A few days later, Grella underwent successful surgery at Mercy Hospital in Springfield, and since her return to the sub-acute unit for follow-up therapy and treatment, “The staff have been very good to her,” says Washut.  “I think they are trying very hard to turn things around there.”

In the pediatric unit, across the hall from where Carolyn Kipp is working with her young students on a March afternoon, Corie Baker, Terry Major and other staff members are playing a game of Yahtzee with residents of the Dayhab unit, including Gina White and Michael Seda.

The patients have been grouped in a semicircle in their wheelchairs, and now Major, after placing the Yahtzee box cover on White’s lap, takes the woman’s hands in her own; together they scatter five dice from a plastic cup into the box top.

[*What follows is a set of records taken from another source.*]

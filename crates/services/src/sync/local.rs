use std::sync::{Mutex, MutexGuard, PoisonError};

use prep_core::model::{ProgressDelta, ProgressSnapshot};
use prep_core::reducer;

use super::stamp::SaveStamp;

#[derive(Debug, Default)]
struct State {
    snapshot: ProgressSnapshot,
    latest: SaveStamp,
}

/// The session's local view of progress and the stamp of the latest save.
#[derive(Debug, Default)]
pub struct LocalProgress {
    state: Mutex<State>,
}

impl LocalProgress {
    #[must_use]
    pub fn new(initial: ProgressSnapshot) -> Self {
        Self {
            state: Mutex::new(State {
                snapshot: initial,
                latest: SaveStamp::default(),
            }),
        }
    }

    fn lock(&self) -> MutexGuard<'_, State> {
        self.state.lock().unwrap_or_else(PoisonError::into_inner)
    }

    #[must_use]
    pub fn snapshot(&self) -> ProgressSnapshot {
        self.lock().snapshot.clone()
    }

    /// Optimistically fold one answer into local state.
    pub fn apply(&self, delta: &ProgressDelta) -> ProgressSnapshot {
        let mut state = self.lock();
        state.snapshot = reducer::apply(&state.snapshot, delta);
        state.snapshot.clone()
    }

    /// Issue the stamp for a new save cycle.
    pub fn begin_save(&self) -> SaveStamp {
        let mut state = self.lock();
        state.latest = state.latest.next();
        state.latest
    }

    #[must_use]
    pub fn latest_stamp(&self) -> SaveStamp {
        self.lock().latest
    }

    /// Replace local state with a persisted snapshot if `stamp` is still the
    /// latest issued. Deltas still waiting to be saved are folded back on top
    /// so answers made during the save stay visible.
    ///
    /// Returns whether the snapshot was applied.
    pub fn reconcile(
        &self,
        stamp: SaveStamp,
        persisted: ProgressSnapshot,
        still_pending: &[ProgressDelta],
    ) -> bool {
        let mut state = self.lock();
        if stamp != state.latest {
            return false;
        }
        state.snapshot = reducer::merge(&persisted, still_pending);
        true
    }
}

#[cfg(test)]
mod tests {
    use super::*;
    use prep_core::model::QuestionId;

    fn answered(id: u64, points: i64) -> ProgressSnapshot {
        let mut snap = ProgressSnapshot::empty();
        snap.completed.insert(QuestionId::new(id));
        snap.points = points;
        snap
    }

    #[test]
    fn stamps_are_monotonic() {
        let local = LocalProgress::default();
        let a = local.begin_save();
        let b = local.begin_save();
        assert!(b > a);
        assert_eq!(local.latest_stamp(), b);
    }

    #[test]
    fn stale_result_is_discarded() {
        let local = LocalProgress::default();
        let a = local.begin_save();
        let b = local.begin_save();

        assert!(local.reconcile(b, answered(2, 200), &[]));
        assert!(!local.reconcile(a, answered(1, 100), &[]));
        assert_eq!(local.snapshot(), answered(2, 200));
    }

    #[test]
    fn reconcile_keeps_pending_answers_visible() {
        let local = LocalProgress::default();
        let stamp = local.begin_save();
        let pending = ProgressDelta::for_answer(QuestionId::new(7), true, 100);

        assert!(local.reconcile(stamp, answered(1, 100), std::slice::from_ref(&pending)));
        let snap = local.snapshot();
        assert!(snap.has_completed(QuestionId::new(1)));
        assert!(snap.has_completed(QuestionId::new(7)));
        assert_eq!(snap.points, 200);
    }
}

“Let’s see, we have a three, another three two fours-we have a full house!” says Major.  “We don’t have to go any further, Gina.”  White smiles and moves her lips soundlessly. A roll that Major makes with Seda yields a pair of twos and a three, a four, and a six.  “Hmm, looks like we only got a two-pair here,” says Major.  “Should we go for something else?”

Major, a nursing assistant, has seen many ups and downs in 25 years at the nursing center.  She, like other longtime employees such as Baker, have stayed in large part because of her bond with the individual patients.  She remembers caring for Dana Oliver, the 35 year old man, when he came into the unit as a ten year old, and she’s still very attached to him. 

Now Major says she’s encouraged by the recent changes at the center.  “I think [the new] management is trying to do the right thing,” she says.  “Everyone’s working on communicating better.  And in the end, we’re all here for the same reason-to help the people we care for.”